Introduction Hydrophobic bile acids have been identified as aetiological agents in inflammatory oesophageal diseases. Ursodeoxycholic acid (UDCA) has been shown to attenuate the inflammatory effects of hydrophobic bile acids in numerous cell lines. This has been shown to be partly mediated by UDCA activation of the glucocorticoid receptor (GR). Here, we investigate the potential role of UDCA in modulating the GR in oesophageal cell lines.

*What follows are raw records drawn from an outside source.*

// SPDX-License-Identifier: MPL-2.0
// This Source Code Form is subject to the terms of the Mozilla Public
// License, v. 2.0. If a copy of the MPL was not distributed with this
// file, You can obtain one at https://mozilla.org/MPL/2.0/.

//! Error types for the bridge.
//!
//! Transport failures, incomplete responses, configuration problems and
//! gateway-reported failures each get their own enum. Gateway-reported
//! failures are normally carried as `ok = false` in an
//! [`ApiResponse`](crate::protocol::ApiResponse) and only become an
//! [`ApiError`] when a caller asks for it.

use thiserror::Error;

use crate::protocol::FailureKind;

/// The main error type for this library.
#[derive(Debug, Error)]
pub enum Error {
    /// Error occurred while talking to the gateway.
    #[error("protocol error: {0}")]
    Protocol(#[from] ProtocolError),

    /// Error occurred while parsing a gateway response.
    #[error("parse error: {0}")]
    Parse(#[from] ParseError),

    /// The platform configuration is unusable.
    #[error("configuration error: {0}")]
    Config(#[from] ConfigError),

    /// The gateway answered, but reported a failure.
    #[error("gateway error: {0}")]
    Api(#[from] ApiError),
}

/// Errors related to the HTTP transport.
#[derive(Debug, Error)]
pub enum ProtocolError {
    /// HTTP request failed.
    #[error("HTTP request failed: {0}")]
    Http(#[from] reqwest::Error),

    /// Request timed out.
    #[error("request timed out after {0} ms")]
    Timeout(u64),

    /// Invalid URL or address.
    #[error("invalid address: {0}")]
    InvalidAddress(String),
}

/// Errors related to parsing gateway responses.
#[derive(Debug, Error)]
pub enum ParseError {
    /// Expected field is missing from the response.
    #[error("missing field in response: {0}")]
    MissingField(String),
}

/// Errors in the platform configuration. These are fatal at startup.
#[derive(Debug, Error, Clone, PartialEq, Eq)]
pub enum ConfigError {
    /// No gateway host configured.
    #[error("no gateway host configured, set \"host\" to the gateway's IP address")]
    MissingHost,

    /// No access token configured.
    #[error("no access token configured, request one from the gateway and set \"accessToken\"")]
    MissingToken,

    /// A numeric setting is outside its allowed range.
    #[error("{field} must be between {min} and {max}, got {actual}")]
    OutOfRange {
        /// The offending setting.
        field: &'static str,
        /// Minimum allowed value.
        min: u64,
        /// Maximum allowed value.
        max: u64,
        /// The configured value.
        actual: u64,
    },

    /// The configuration document could not be read.
    #[error("invalid configuration document: {0}")]
    Malformed(String),
}

/// A failure reported by the gateway (`ok = false`).
#[derive(Debug, Error, Clone, PartialEq, Eq)]
#[error("{operation} failed with HTTP {status_code} ({kind}): {message}")]
pub struct ApiError {
    /// The operation that failed, e.g. `device/turnOn`.
    pub operation: String,
    /// HTTP status code.
    pub status_code: u16,
    /// Classification of the status code.
    pub kind: FailureKind,
    /// Gateway error text, or the HTTP reason phrase.
    pub message: String,
}

/// A specialized Result type for this library.
pub type Result<T> = std::result::Result<T, Error>;
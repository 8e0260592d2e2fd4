// SPDX-License-Identifier: MPL-2.0
// This Source Code Form is subject to the terms of the Mozilla Public
// License, v. 2.0. If a copy of the MPL was not distributed with this
// file, You can obtain one at https://mozilla.org/MPL/2.0/.

//! Response bodies returned by the gateway's REST API.
//!
//! The gateway is loose about numbers: depending on firmware, sensor values
//! and dim levels arrive either as JSON numbers or as numeric strings. The
//! deserializers here accept both.

mod device;
mod sensor;
mod system;

pub use device::{Device, DeviceList};
pub use sensor::{SensorInfo, SensorList, SensorSummary, SensorValue};
pub use system::{SystemInfo, TokenRefresh};

use serde::{Deserialize, Deserializer};

/// A JSON number or a numeric string.
#[derive(Deserialize)]
#[serde(untagged)]
enum NumberOrString {
    Number(f64),
    Text(String),
}

impl NumberOrString {
    fn into_f64(self) -> Option<f64> {
        match self {
            Self::Number(n) => Some(n),
            Self::Text(s) => s.trim().parse().ok(),
        }
    }
}

/// Deserializes a number that may be sent as a string.
fn lenient_f64<'de, D: Deserializer<'de>>(deserializer: D) -> Result<f64, D::Error> {
    NumberOrString::deserialize(deserializer)?
        .into_f64()
        .ok_or_else(|| serde::de::Error::custom("expected a number or numeric string"))
}

/// Deserializes an optional number that may be sent as a (possibly empty) string.
fn lenient_opt_f64<'de, D: Deserializer<'de>>(deserializer: D) -> Result<Option<f64>, D::Error> {
    Ok(Option::<NumberOrString>::deserialize(deserializer)?.and_then(NumberOrString::into_f64))
}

Methods Western blot analysis and RT-PCR were used to characterise GR expression in oesophageal cell lines (HET1A, SKGT-4). High Content Analysis (GE In-Cell analyser 1000) was used to investigate nuclear translocation of the GR in response to UDCA stimulation. Trans-activation of glucocorticoid response elements (GRE) was determined in a transient transfection assay using a construct of the human GRE promoter ligated to a firefly luciferase reporter gene Similarly trans-repression of NFKB was determined using a construct of the human NFKB promoter ligated to a luciferase reporter gene.

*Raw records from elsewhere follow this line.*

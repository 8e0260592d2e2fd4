// SPDX-License-Identifier: MPL-2.0
// This Source Code Form is subject to the terms of the Mozilla Public
// License, v. 2.0. If a copy of the MPL was not distributed with this
// file, You can obtain one at https://mozilla.org/MPL/2.0/.

//! `telldus_bridge` - Bridges a Telldus-style home-automation gateway to a
//! smart-home host.
//!
//! The gateway exposes a polling REST API (`/api/...`). This library turns it
//! into an event-driven accessory model: it polls devices and sensors, keeps
//! the host's characteristics in line with what the gateway reports, and
//! serialises the commands the host sends back.
//!
//! # Features
//!
//! - **Gateway client**: typed REST calls with bearer token and refresh
//! - **Command dispatch**: per-device delay, random delay, repeats and dim
//!   debounce on cancellable timers
//! - **Reconciliation**: a two-sided state cache (`td` observed, `pi`
//!   issued) to pick up changes made by remotes and wall switches
//! - **Sensors**: temperature, humidity, rain and wind observations
//!
//! # Quick Start
//!
//! ```no_run
//! use std::sync::Arc;
//! use telldus_bridge::host::ValueStore;
//! use telldus_bridge::platform::{Platform, PlatformConfig};
//!
//! #[tokio::main]
//! async fn main() -> telldus_bridge::Result<()> {
//!     let config = PlatformConfig::from_json(
//!         r#"{"host": "192.168.1.20", "accessToken": "eyJhbGciOi..."}"#,
//!     )?;
//!     let host = Arc::new(ValueStore::new());
//!     let mut events = host.subscribe();
//!
//!     let platform = Arc::new(Platform::new(config, host)?);
//!     let runner = Arc::clone(&platform);
//!     tokio::spawn(async move { runner.run().await });
//!
//!     while let Ok(event) = events.recv().await {
//!         println!("{} {:?} = {:?}", event.accessory, event.characteristic, event.value);
//!     }
//!     Ok(())
//! }
//! ```
//!
//! ## Switching a device
//!
//! ```no_run
//! # use std::sync::Arc;
//! # use telldus_bridge::host::ValueStore;
//! # use telldus_bridge::platform::{Platform, PlatformConfig};
//! # async fn example(platform: Arc<Platform<telldus_bridge::protocol::GatewayClient>>) {
//! if let Some(lamp) = platform.dispatcher(4) {
//!     lamp.set_on(true).await;
//!     lamp.set_dimmer_level(40, false).await;
//! }
//! # }
//! ```

pub mod auth;
pub mod cache;
pub mod dispatch;
pub mod error;
pub mod host;
pub mod model;
pub mod platform;
pub mod protocol;
pub mod sensor;
pub mod types;

pub use cache::{StateCache, StateStore};
pub use dispatch::{CommandDispatcher, DispatchConfig, DispatchStatus};
pub use error::{ApiError, ConfigError, Error, ParseError, ProtocolError, Result};
pub use host::{AccessoryHost, AccessoryId, Characteristic, CharacteristicValue};
pub use platform::{Platform, PlatformConfig};
pub use protocol::{ApiResponse, Gateway, GatewayClient, GatewayConfig};
pub use sensor::SensorKind;
pub use types::{Brightness, DeviceModel, DeviceStateCode, Methods};
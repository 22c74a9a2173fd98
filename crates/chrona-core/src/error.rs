//! Malformed-input failures for the binary codecs

use std::panic::Location;

use thiserror::Error;

/// Categories of malformed binary input.
///
/// The message texts are load-bearing: log tooling and tests match on the
/// exact wording, so variants carry it verbatim.
#[derive(Clone, Copy, Debug, PartialEq, Eq, Error)]
pub enum DecodeErrorKind {
    /// Fewer than the 8 bytes needed to read a timestamp's pair count.
    #[error("Too few bytes were supplied.")]
    TimestampTruncated,

    /// The declared pair count does not account for the remaining bytes.
    #[error("The pair count given was invalid.")]
    InvalidPairCount,

    /// Fewer bytes than the two 8-byte length fields of a packet, or a
    /// declared region extending past the supplied buffer.
    #[error("Too few bytes were provided.")]
    PacketTruncated,

    /// A packet declaring a zero-length vector timestamp field.
    #[error("A vector timestamp may not be 0 bytes wide.")]
    EmptyTimestamp,

    /// A packet declaring a zero-length payload field.
    #[error("A payload may not be 0 bytes wide.")]
    EmptyPayload,
}

/// A malformed-input failure, tagged with the source location that rejected
/// the buffer.
///
/// Always recoverable: the protocol layer logs it and drops the current
/// message cycle.
#[derive(Clone, Copy, Debug, Error)]
#[error("{kind} (rejected at {location})")]
pub struct DecodeError {
    kind: DecodeErrorKind,
    location: &'static Location<'static>,
}

impl DecodeError {
    #[track_caller]
    pub fn new(kind: DecodeErrorKind) -> Self {
        DecodeError {
            kind,
            location: Location::caller(),
        }
    }

    /// The failure category, for callers that branch without string matching.
    #[inline]
    pub fn kind(&self) -> DecodeErrorKind {
        self.kind
    }

    /// Where the buffer was rejected.
    #[inline]
    pub fn location(&self) -> &'static Location<'static> {
        self.location
    }
}

/// Result type for decode operations.
pub type DecodeResult<T> = Result<T, DecodeError>;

Results GR was found to be present in the oesophageal cell lines used at the mRNA and protein levels. No GRβ was expressed at the mRNA level suggesting that the GR present is GRα. UDCA induced translocation of the GR in a time- and concentration-dependent manner (EC50 of 298.68 μM in SKGT-4 and 320 μM in HET1A cell lines, 54% and 36% efficacy of dexamethasone 100 nM, respectively, both p<0.05 relative to untreated control). UDCA activated the GRE at 300 μM (22% efficacy of dexamethasone 100 nM, p<0.05). UDCA was found to inhibit TNF-α stimulated NFKB activation in HEK-293 cells at 300 μM (100% efficacy of dexamethasone 100 nM, p<0.05).

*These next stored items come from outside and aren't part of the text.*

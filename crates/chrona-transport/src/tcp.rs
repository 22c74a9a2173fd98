//! TCP transport implementation

use std::io;
use std::net::SocketAddr;

use thiserror::Error;
use tokio::io::{AsyncRead, AsyncReadExt, AsyncWrite, AsyncWriteExt};
use tokio::net::tcp::{OwnedReadHalf, OwnedWriteHalf};
use tokio::net::{TcpListener, TcpStream};

use chrona_core::{DecodeError, DecodeErrorKind};
use chrona_wire::Packet;

/// Well-known server port for the reference deployment.
pub const DEFAULT_PORT: u16 = 7401;

/// Transport failures. A failed read or write drops the current message
/// cycle; the connection is only torn down at explicit shutdown or when the
/// peer goes away.
#[derive(Debug, Error)]
pub enum TransportError {
    #[error("Transport error: {0}")]
    Io(#[from] io::Error),

    /// Malformed framing, including a frame cut short by the peer closing
    /// mid-frame (the "too few bytes" condition).
    #[error(transparent)]
    Decode(#[from] DecodeError),

    /// The peer closed the connection at a frame boundary.
    #[error("connection closed by peer")]
    ConnectionClosed,
}

/// Result type for transport operations.
pub type TransportResult<T> = Result<T, TransportError>;

/// Read one framed packet field by field: u64 stamp length, stamp bytes,
/// u64 payload length, payload bytes (all lengths big-endian).
///
/// EOF before the first length byte is a clean close; EOF anywhere later is
/// a frame the peer abandoned half-way through.
async fn read_frame_from<R>(reader: &mut R) -> TransportResult<Packet>
where
    R: AsyncRead + Unpin,
{
    let stamp_len = read_len(reader, true).await?;
    if stamp_len == 0 {
        return Err(DecodeError::new(DecodeErrorKind::EmptyTimestamp).into());
    }
    let stamp = read_region(reader, stamp_len).await?;

    let payload_len = read_len(reader, false).await?;
    if payload_len == 0 {
        return Err(DecodeError::new(DecodeErrorKind::EmptyPayload).into());
    }
    let payload = read_region(reader, payload_len).await?;

    Ok(Packet::new(&stamp, &payload))
}

async fn read_len<R>(reader: &mut R, at_boundary: bool) -> TransportResult<u64>
where
    R: AsyncRead + Unpin,
{
    let mut buf = [0u8; 8];
    match reader.read_exact(&mut buf).await {
        Ok(_) => Ok(u64::from_be_bytes(buf)),
        Err(err) if err.kind() == io::ErrorKind::UnexpectedEof => {
            if at_boundary {
                Err(TransportError::ConnectionClosed)
            } else {
                Err(DecodeError::new(DecodeErrorKind::PacketTruncated).into())
            }
        }
        Err(err) => Err(err.into()),
    }
}

async fn read_region<R>(reader: &mut R, len: u64) -> TransportResult<Vec<u8>>
where
    R: AsyncRead + Unpin,
{
    let mut buf = vec![0u8; len as usize];
    match reader.read_exact(&mut buf).await {
        Ok(_) => Ok(buf),
        Err(err) if err.kind() == io::ErrorKind::UnexpectedEof => {
            Err(DecodeError::new(DecodeErrorKind::PacketTruncated).into())
        }
        Err(err) => Err(err.into()),
    }
}

/// Serialize `packet` and write it in one call.
async fn write_frame_to<W>(writer: &mut W, packet: &Packet) -> TransportResult<()>
where
    W: AsyncWrite + Unpin,
{
    writer.write_all(&packet.serialize_to_binary()).await?;
    Ok(())
}

/// A connected TCP stream carrying framed packets.
pub struct Connection {
    stream: TcpStream,
    peer: SocketAddr,
}

impl Connection {
    /// Connect to a server.
    pub async fn connect(addr: SocketAddr) -> TransportResult<Self> {
        let stream = TcpStream::connect(addr).await?;
        let peer = stream.peer_addr()?;
        tracing::debug!(%peer, "connected");
        Ok(Connection { stream, peer })
    }

    #[inline]
    pub fn peer_addr(&self) -> SocketAddr {
        self.peer
    }

    pub async fn read_frame(&mut self) -> TransportResult<Packet> {
        read_frame_from(&mut self.stream).await
    }

    pub async fn send_frame(&mut self, packet: &Packet) -> TransportResult<()> {
        write_frame_to(&mut self.stream, packet).await
    }

    /// Split into independently owned read and write halves, so one task can
    /// wait for inbound frames while another arm sends.
    pub fn into_split(self) -> (FrameReader, FrameWriter) {
        let peer = self.peer;
        let (read, write) = self.stream.into_split();
        (FrameReader { half: read, peer }, FrameWriter { half: write, peer })
    }
}

/// Read half of a [`Connection`].
pub struct FrameReader {
    half: OwnedReadHalf,
    peer: SocketAddr,
}

impl FrameReader {
    #[inline]
    pub fn peer_addr(&self) -> SocketAddr {
        self.peer
    }

    pub async fn read_frame(&mut self) -> TransportResult<Packet> {
        read_frame_from(&mut self.half).await
    }
}

/// Write half of a [`Connection`].
pub struct FrameWriter {
    half: OwnedWriteHalf,
    peer: SocketAddr,
}

impl FrameWriter {
    #[inline]
    pub fn peer_addr(&self) -> SocketAddr {
        self.peer
    }

    pub async fn send_frame(&mut self, packet: &Packet) -> TransportResult<()> {
        write_frame_to(&mut self.half, packet).await
    }
}

/// A listening socket. Connections are accepted unboundedly; limiting them
/// is the caller's concern, not the transport's.
pub struct Acceptor {
    listener: TcpListener,
    local: SocketAddr,
}

impl Acceptor {
    /// Bind to a local address. Use port 0 to let the OS pick one.
    pub async fn bind(addr: SocketAddr) -> TransportResult<Self> {
        let listener = TcpListener::bind(addr).await?;
        let local = listener.local_addr()?;
        tracing::debug!(%local, "listening");
        Ok(Acceptor { listener, local })
    }

    #[inline]
    pub fn local_addr(&self) -> SocketAddr {
        self.local
    }

    pub async fn accept(&self) -> TransportResult<Connection> {
        let (stream, peer) = self.listener.accept().await?;
        tracing::debug!(%peer, "accepted");
        Ok(Connection { stream, peer })
    }
}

Conclusion Glucocorticoids are used as anti-inflammatory agents for treating a spectrum of diseases. Their chronic use is limited due to serious side effects, primarily thought to be due to GR-mediated transactivation. Here we show that UDCA can act as a GR modulator, with the ability to differentiate between transrepression and transactivation pathways. As a result UDCA may be of benefit in treating inflammatory conditions of the oesophagus.